Inland waterways are an opportunity for confluence. It was at Benicia in the 1860's that Pony Express Riders who had missed their connection on the Sacramento River Delta steamers could ferry across the waters blocking their trail. In the 1870's a leg of the transcontinental Central Pacific Railroad established a major railroad ferry across the Carquinez Strait from Benicia to Port Costa. Benicia became home to the largest ferries in the world, transporting entire trains across the inland waters of the San Francisco Bay.
It was in Benicia in 1901, where the world's first long-distance power line was stretched across the Carquinez Straits. When wheat was the big crop, it was stored in Benicia, but when railroad bridges replaced ferries and the early 1900 wheat crops declined, Benicia declined too, mouldering without economic purpose on the back waters of the bay.
Not until World War II, did the little town grow again when it served as a military arsenal. The war boom economy doubled the population quickly to 7,000 residents. The arsenal closed in the 1960s. Later in that decade, oil refineries were built northeast of the town's residences. Eventually, as more bridges were built connecting the bay area's various ports and towns by roads, the little town of no longer as important trains and ferries became what all towns near big cities are destined to become, a bedroom for 28,000 locals and commuters and a weekend diversion destination for city dwellers.
But that is not the town that was back in those few days of my summer vacation. Then it was just a small modest town with no great current boons, but the confluence of its waterways and flying birds, its child friendly streets, cushioned me with hospitality while hope and longing opened in me in the first bright days of the summer of my thirteenth year.
And then on the third afternoon of our visit, my father and older brothers returned unexpectedly. I blindly ran to the murky waters that day in disbelief, wanting to shake off as dream or lie what we'd
been told. Our mother had died.
Here I am tangling my history up with the early history of this little town. I don't often tell my story. I know for everyone its often a struggle to keep clear angles of perspective in this life. I make an effort to pay attention to current events and history. So I've reminded myself, with a little history lesson of a few of the events that have come and gone and shaped this town, of some perspective, and yet it's true that even at my age, as I briefly walked about the edges of Benicia the other day, what I can see best is what had once happened there to me.

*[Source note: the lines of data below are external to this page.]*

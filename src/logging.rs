//! Middleware for logging requests and responses.

use axum::{
    body::Body,
    extract::Request,
    http::{StatusCode, request, response},
    middleware::Next,
    response::{IntoResponse, Response},
};
use serde_json::Value;

/// Bodies longer than this many bytes are truncated in the `info` logs.
pub const LOG_BODY_LENGTH_LIMIT: usize = 64;

/// JSON fields whose values are replaced before a body is logged.
const REDACTED_FIELDS: [&str; 3] = ["password", "api_key", "token"];

const REDACTED: &str = "********";

/// Log the request and response for each request.
///
/// Both the request and response are logged at the `info` level.
/// If a body is longer than [LOG_BODY_LENGTH_LIMIT] bytes, it is
/// truncated and the full body is logged at the `debug` level.
/// Passwords, API keys and tokens in JSON bodies are never logged.
pub async fn logging_middleware(request: Request, next: Next) -> Response {
    let (parts, body) = request.into_parts();
    let body_bytes = match axum::body::to_bytes(body, usize::MAX).await {
        Ok(bytes) => bytes,
        Err(error) => {
            tracing::error!("could not read request body: {error}");
            return StatusCode::BAD_REQUEST.into_response();
        }
    };
    log_request(&parts, &redact_body(&body_bytes));

    let response = next.run(Request::from_parts(parts, Body::from(body_bytes))).await;

    let (parts, body) = response.into_parts();
    let body_bytes = match axum::body::to_bytes(body, usize::MAX).await {
        Ok(bytes) => bytes,
        Err(error) => {
            tracing::error!("could not read response body: {error}");
            return StatusCode::INTERNAL_SERVER_ERROR.into_response();
        }
    };
    log_response(&parts, &redact_body(&body_bytes));

    Response::from_parts(parts, Body::from(body_bytes))
}

/// Convert a body to text for logging, hiding the values of [REDACTED_FIELDS] if it is JSON.
fn redact_body(body: &[u8]) -> String {
    match serde_json::from_slice::<Value>(body) {
        Ok(mut json) => {
            redact_json(&mut json);
            json.to_string()
        }
        Err(_) => String::from_utf8_lossy(body).to_string(),
    }
}

fn redact_json(value: &mut Value) {
    match value {
        Value::Object(map) => {
            for (key, value) in map.iter_mut() {
                if REDACTED_FIELDS.contains(&key.as_str()) {
                    *value = Value::String(REDACTED.to_owned());
                } else {
                    redact_json(value);
                }
            }
        }
        Value::Array(values) => values.iter_mut().for_each(redact_json),
        _ => {}
    }
}

/// Cut `text` to at most [LOG_BODY_LENGTH_LIMIT] bytes without splitting a character.
fn truncate(text: &str) -> Option<&str> {
    if text.len() <= LOG_BODY_LENGTH_LIMIT {
        return None;
    }

    let end = text
        .char_indices()
        .map(|(index, _)| index)
        .take_while(|index| *index <= LOG_BODY_LENGTH_LIMIT)
        .last()
        .unwrap_or(0);

    Some(&text[..end])
}

fn log_request(parts: &request::Parts, body: &str) {
    match truncate(body) {
        Some(short_body) => {
            tracing::info!(
                "Received request: {} {}\nbody: {short_body}...",
                parts.method,
                parts.uri
            );
            tracing::debug!("Full request body: {body:?}");
        }
        None => tracing::info!(
            "Received request: {} {}\nbody: {body:?}",
            parts.method,
            parts.uri
        ),
    }
}

fn log_response(parts: &response::Parts, body: &str) {
    match truncate(body) {
        Some(short_body) => {
            tracing::info!("Sending response: {}\nbody: {short_body}...", parts.status);
            tracing::debug!("Full response body: {body:?}");
        }
        None => tracing::info!("Sending response: {}\nbody: {body:?}", parts.status),
    }
}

I can't even hear the name of the town and not remember, palpably receiving that first wrenching.
How true might this be for those who lost family and friends in New York, Pennsylvania, the Pentagon. Today is September 11, 2010, the anniversary of a great tragedy of terror and the loss of many lives. So many people heard that day or the next, how they would have to go on in their world carrying love lost; heard that they had entered a forever- changed- reality. At some level, we all did, didn't we?
I offer this tangled memory of mine in memoriam with my personal acknowledgement of how deeply the loss of loved ones is, how enduring our losses are.
I was also reminded at the water's edge the other day by these lovely little mallards sunning on a log amongst relics of Benicia's past, that there is One who does have all his little ducks in a row.
We need not grieve as ones without hope.